Angel investors make decisions to invest under conditions of extreme uncertainty. Angel investors face cases in which uncertainty is so extreme that it qualifies as unknowable. They decide on investments in ideas for markets that often do not yet exist, and they propose new products and services without knowing whether they will work.
For experienced Angel investors rather than being undesirable, unknowable risks are deliberately sought. It is by investing in companies with unknowable risks that they can find the most attractive, most profitable investments.
Experienced Angels do not seek to maximize each decision but instead seek potentially extraordinarily profitable opportunities and accept what may seem like a high failure rate. They rely on building a large portfolio to spread risk and accept that the overall failure rate, by number of investments, may be as high as 70%, even in the most developed capital markets[1]. Typically 85% of all returns come from just 10% of investments made. They are willing to accept that most of their investments will be total losses.
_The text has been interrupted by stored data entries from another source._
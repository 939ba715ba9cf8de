//! Owner and group resolution against the host account databases.

use std::path::{Path, PathBuf};

use crate::error::FilesystemError;

/// Reads `passwd(5)` and `group(5)` style files.
#[derive(Debug, Clone)]
pub struct AccountDb {
    passwd: PathBuf,
    group: PathBuf,
}

impl Default for AccountDb {
    fn default() -> Self {
        Self::system()
    }
}

impl AccountDb {
    /// The host databases at `/etc/passwd` and `/etc/group`.
    pub fn system() -> Self {
        Self::new("/etc/passwd", "/etc/group")
    }

    pub fn new(passwd: impl Into<PathBuf>, group: impl Into<PathBuf>) -> Self {
        Self {
            passwd: passwd.into(),
            group: group.into(),
        }
    }

    /// Resolve a user name or numeric uid.
    pub fn resolve_user(&self, user: &str) -> Result<u32, FilesystemError> {
        if let Ok(uid) = user.parse::<u32>() {
            return Ok(uid);
        }
        lookup(&self.passwd, user)?.ok_or_else(|| FilesystemError::UnknownUser(user.to_string()))
    }

    /// Resolve a group name or numeric gid.
    pub fn resolve_group(&self, group: &str) -> Result<u32, FilesystemError> {
        if let Ok(gid) = group.parse::<u32>() {
            return Ok(gid);
        }
        lookup(&self.group, group)?.ok_or_else(|| FilesystemError::UnknownGroup(group.to_string()))
    }
}

/// Both formats keep the name in field 0 and the numeric id in field 2.
fn lookup(db: &Path, name: &str) -> Result<Option<u32>, FilesystemError> {
    let text = std::fs::read_to_string(db).map_err(|e| FilesystemError::io(db, e))?;
    Ok(text
        .lines()
        .filter(|line| !line.trim_start().starts_with('#'))
        .filter_map(|line| {
            let mut fields = line.split(':');
            let entry = fields.next()?;
            let id = fields.nth(1)?;
            (entry == name).then(|| id.parse::<u32>().ok()).flatten()
        })
        .next())
}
It is critical to understand that for Angels a ‘fail’ is not a company in liquidation. It’s a company that fails to return the investment capital and an investment return on top. Indeed, depending upon the local tax regulation a zombie company – one that keeps going but with no likely prospect of an exit for the investors – is worse financially than the liquidated company. At least if a company is liquidated I get to offset the loss in my tax return.
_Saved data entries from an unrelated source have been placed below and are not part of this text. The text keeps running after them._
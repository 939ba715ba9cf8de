//! Step executor: runs a plan's steps in order, fail-fast.

use std::path::Path;
use std::sync::Arc;
use std::time::{Duration, Instant};

use berth_core::obs;
use berth_core::step::{CopyContentIfAbsent, CopyFile, EnsureDir, HttpNotify, RenderTemplate};
use berth_core::{
    evaluate_condition, render, ContentDigest, FileSpec, FilesystemError, Materializer,
    OverwritePolicy, Plan, PlanError, RenderContext, RunRecorder, RunResult, Step, StepKind,
    StepRecord, WriteOutcome,
};
use tracing::{info, Instrument};

use crate::error::{NotifyError, StepError, StepFailure};
use crate::interrupt::Interrupt;
use crate::lock::RunLock;
use crate::notify::{NotifyOutcome, NotifyPayload, Notifier};
use crate::service::{ServiceController, ServiceDescriptor};

/// Context variable set from [`RunConfig::target_host`].
pub const TARGET_HOST_VAR: &str = "target_host";

/// Context variable set from [`RunConfig::deploy_version`].
pub const DEPLOY_VERSION_VAR: &str = "deploy_version";

/// Per-invocation parameters. Nothing here is persisted between runs.
#[derive(Clone, Default)]
pub struct RunConfig {
    pub context: RenderContext,
    pub notify_enabled: bool,
    pub token: Option<String>,
    pub deploy_version: Option<String>,
    pub target_host: Option<String>,
}

impl RunConfig {
    pub fn new(context: RenderContext) -> Self {
        Self {
            context,
            ..Self::default()
        }
    }

    pub fn with_notify(mut self, enabled: bool) -> Self {
        self.notify_enabled = enabled;
        self
    }

    pub fn with_token(mut self, token: impl Into<String>) -> Self {
        self.token = Some(token.into());
        self
    }

    pub fn with_deploy_version(mut self, version: impl Into<String>) -> Self {
        self.deploy_version = Some(version.into());
        self
    }

    pub fn with_target_host(mut self, host: impl Into<String>) -> Self {
        self.target_host = Some(host.into());
        self
    }

    /// The context with the built-in variables layered on top.
    pub fn effective_context(&self) -> RenderContext {
        let mut ctx = self.context.clone();
        if let Some(host) = &self.target_host {
            ctx.insert(TARGET_HOST_VAR, host.clone());
        }
        if let Some(version) = &self.deploy_version {
            ctx.insert(DEPLOY_VERSION_VAR, version.clone());
        }
        ctx
    }
}

impl std::fmt::Debug for RunConfig {
    fn fmt(&self, f: &mut std::fmt::Formatter<'_>) -> std::fmt::Result {
        f.debug_struct("RunConfig")
            .field("context", &self.context)
            .field("notify_enabled", &self.notify_enabled)
            .field("token", &self.token.as_ref().map(|_| "<redacted>"))
            .field("deploy_version", &self.deploy_version)
            .field("target_host", &self.target_host)
            .finish()
    }
}

/// What a successful step did.
#[derive(Debug, Clone, PartialEq, Eq)]
enum StepOutcome {
    Applied {
        changed: bool,
        digest: Option<ContentDigest>,
    },
    Skipped(String),
}

/// Runs plans against the local host.
pub struct Executor {
    materializer: Materializer,
    services: Arc<dyn ServiceController>,
    notifier: Notifier,
    interrupt: Interrupt,
}

impl Executor {
    pub fn new(services: Arc<dyn ServiceController>, notifier: Notifier) -> Self {
        Self {
            materializer: Materializer::new(),
            services,
            notifier,
            interrupt: Interrupt::new(),
        }
    }

    pub fn with_materializer(mut self, materializer: Materializer) -> Self {
        self.materializer = materializer;
        self
    }

    pub fn with_interrupt(mut self, interrupt: Interrupt) -> Self {
        self.interrupt = interrupt;
        self
    }

    /// Apply every step in declaration order, halting at the first failure.
    ///
    /// A step failure is recorded in the returned [`RunResult`]; `Err` is
    /// reserved for problems that prevent the run from starting.
    pub async fn run(&self, plan: &Plan, config: &RunConfig) -> Result<RunResult, PlanError> {
        let _lock = RunLock::acquire(plan.lock_path())?;
        let recorder = RunRecorder::new();
        let span = obs::run_span(&recorder.run_id().to_string());
        self.run_steps(plan, config, recorder).instrument(span).await
    }

    async fn run_steps(
        &self,
        plan: &Plan,
        config: &RunConfig,
        mut recorder: RunRecorder,
    ) -> Result<RunResult, PlanError> {
        let ctx = config.effective_context();
        obs::emit_run_started(
            &recorder.run_id().to_string(),
            plan.steps().len(),
            config.notify_enabled,
        );

        for (index, step) in plan.steps().iter().enumerate() {
            let kind = step.kind.label();
            if self.interrupt.is_triggered() {
                let record =
                    StepRecord::failed(&step.name, kind, StepError::Interrupted.to_string());
                obs::emit_step_finished(&record);
                recorder.push(record);
                break;
            }

            obs::emit_step_started(index, &step.name, kind);
            let started = Instant::now();
            let outcome = self.execute(plan, step, &ctx, config).await;
            let duration_ms = started.elapsed().as_millis() as u64;

            let record = match outcome {
                Ok(StepOutcome::Applied { changed, digest }) => {
                    let record = StepRecord::applied(&step.name, kind, changed);
                    match digest {
                        Some(digest) => record.with_digest(digest),
                        None => record,
                    }
                }
                Ok(StepOutcome::Skipped(reason)) => StepRecord::skipped(&step.name, kind, reason),
                Err(e) => StepRecord::failed(&step.name, kind, e.to_string()),
            }
            .with_duration_ms(duration_ms);

            obs::emit_step_finished(&record);
            recorder.push(record);
            if recorder.is_halted() {
                break;
            }
        }

        let result = recorder.finish();
        obs::emit_run_finished(&result);
        Ok(result)
    }

    async fn execute(
        &self,
        plan: &Plan,
        step: &Step,
        ctx: &RenderContext,
        config: &RunConfig,
    ) -> Result<StepOutcome, StepError> {
        if let Some(when) = &step.when {
            if !evaluate_condition(when, ctx)? {
                return Ok(StepOutcome::Skipped(format!("condition `{when}` is false")));
            }
        }

        match &step.kind {
            StepKind::EnsureDir(s) => self.ensure_dir(plan, s),
            StepKind::RenderTemplate(s) => self.render_template(plan, s, ctx),
            StepKind::CopyFile(s) => self.copy_file(plan, s),
            StepKind::CopyContentIfAbsent(s) => self.copy_content_if_absent(plan, s),
            StepKind::RestartService(s) => {
                let service =
                    ServiceDescriptor::new(&s.service, plan.resolve_dest(&s.source), s.pull);
                self.services.restart(&service).await?;
                Ok(StepOutcome::Applied {
                    changed: true,
                    digest: None,
                })
            }
            StepKind::WaitFor(s) => {
                self.interruptible(tokio::time::sleep(Duration::from_secs(s.delay_secs)))
                    .await?;
                Ok(StepOutcome::Applied {
                    changed: false,
                    digest: None,
                })
            }
            StepKind::HttpNotify(s) => {
                let outcome = self
                    .interruptible(self.notify(s, config))
                    .await??;
                Ok(match outcome {
                    NotifyOutcome::Sent => StepOutcome::Applied {
                        changed: true,
                        digest: None,
                    },
                    NotifyOutcome::Disabled => StepOutcome::Skipped("notify disabled".to_string()),
                })
            }
        }
    }

    async fn interruptible<F: std::future::Future>(&self, fut: F) -> Result<F::Output, StepError> {
        tokio::select! {
            out = fut => Ok(out),
            _ = self.interrupt.triggered() => Err(StepError::Interrupted),
        }
    }

    fn ensure_dir(&self, plan: &Plan, s: &EnsureDir) -> Result<StepOutcome, StepError> {
        let changed = self.materializer.ensure_directory(
            &plan.resolve_dest(&s.path),
            s.mode,
            s.owner.as_deref(),
            s.group.as_deref(),
        )?;
        Ok(StepOutcome::Applied {
            changed,
            digest: None,
        })
    }

    fn render_template(
        &self,
        plan: &Plan,
        s: &RenderTemplate,
        ctx: &RenderContext,
    ) -> Result<StepOutcome, StepError> {
        let source = read_template(&self.materializer, &plan.resolve_source(&s.source))?;
        let rendered = render(&source, ctx)?;
        let spec = FileSpec::new(plan.resolve_dest(&s.dest), s.mode)
            .with_owner(s.owner.clone(), s.group.clone())
            .with_overwrite(s.overwrite);
        self.write(&spec, rendered.as_bytes())
    }

    fn copy_file(&self, plan: &Plan, s: &CopyFile) -> Result<StepOutcome, StepError> {
        let bytes = self
            .materializer
            .read_source(&plan.resolve_source(&s.source))?;
        let spec = FileSpec::new(plan.resolve_dest(&s.dest), s.mode)
            .with_owner(s.owner.clone(), s.group.clone())
            .with_overwrite(s.overwrite);
        self.write(&spec, &bytes)
    }

    fn copy_content_if_absent(
        &self,
        plan: &Plan,
        s: &CopyContentIfAbsent,
    ) -> Result<StepOutcome, StepError> {
        let spec = FileSpec::new(plan.resolve_dest(&s.dest), s.mode)
            .with_owner(s.owner.clone(), s.group.clone())
            .with_overwrite(OverwritePolicy::NeverIfExists);
        self.write(&spec, s.content.as_bytes())
    }

    fn write(&self, spec: &FileSpec, bytes: &[u8]) -> Result<StepOutcome, StepError> {
        let outcome = self.materializer.write_file(spec, bytes)?;
        Ok(match outcome {
            WriteOutcome::Written | WriteOutcome::Unchanged => StepOutcome::Applied {
                changed: outcome == WriteOutcome::Written,
                digest: Some(ContentDigest::from_bytes(bytes)),
            },
            WriteOutcome::Preserved => {
                StepOutcome::Skipped(format!("{} exists; preserved", spec.path.display()))
            }
        })
    }

    async fn notify(
        &self,
        s: &HttpNotify,
        config: &RunConfig,
    ) -> Result<NotifyOutcome, NotifyError> {
        self.notifier
            .wait_then_notify(
                Duration::from_secs(s.readiness_delay_secs),
                config.notify_enabled,
                || {
                    Ok(NotifyPayload {
                        item: s.item.clone(),
                        repo: s.repo.clone(),
                        token: config.token.clone().ok_or(NotifyError::MissingField("token"))?,
                        version: config
                            .deploy_version
                            .clone()
                            .ok_or(NotifyError::MissingField("deploy version"))?,
                    })
                },
                &s.endpoint,
            )
            .await
    }

    /// Check a plan without touching the target: evaluate every condition and
    /// render every template whose step would run. Returns the number of
    /// steps that would run.
    pub fn validate(&self, plan: &Plan, config: &RunConfig) -> Result<usize, StepFailure> {
        let ctx = config.effective_context();
        let mut active = 0;
        for step in plan.steps() {
            let tag = |source: StepError| StepFailure {
                step: step.name.clone(),
                source,
            };
            if let Some(when) = &step.when {
                if !evaluate_condition(when, &ctx).map_err(|e| tag(e.into()))? {
                    continue;
                }
            }
            match &step.kind {
                StepKind::RenderTemplate(s) => {
                    let source = read_template(&self.materializer, &plan.resolve_source(&s.source))
                        .map_err(|e| tag(e.into()))?;
                    render(&source, &ctx).map_err(|e| tag(e.into()))?;
                }
                StepKind::CopyFile(s) => {
                    self.materializer
                        .read_source(&plan.resolve_source(&s.source))
                        .map_err(|e| tag(e.into()))?;
                }
                _ => {}
            }
            active += 1;
        }
        info!(steps = plan.steps().len(), active = active, "plan validated");
        Ok(active)
    }
}

fn read_template(materializer: &Materializer, path: &Path) -> Result<String, FilesystemError> {
    let bytes = materializer.read_source(path)?;
    String::from_utf8(bytes).map_err(|e| FilesystemError::Io {
        path: path.to_path_buf(),
        source: std::io::Error::new(std::io::ErrorKind::InvalidData, e),
    })
}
Angels use Due Diligence to assess risk. A due diligence process therefore needs to cover the key risk categories –
- Management Risk
- Technical Risk
- Competitive Risk
- Market Risk
- Intellectual Property Risk
- Regulatory Risk
- Team Risk
Many Angels however do not spend enough time looking at the two most critical risks – that will kill a return on investment even if everything else is as close to perfect as can be –
- Capital Risk – how much follow on cash is this company going to need – can it get it, and on what terms?
- Exit Risk – is anyone ever likely to want to purchase this company – and at what price?
[1] 2016 Angel Returns Study, Angel Resource Institute, 2016.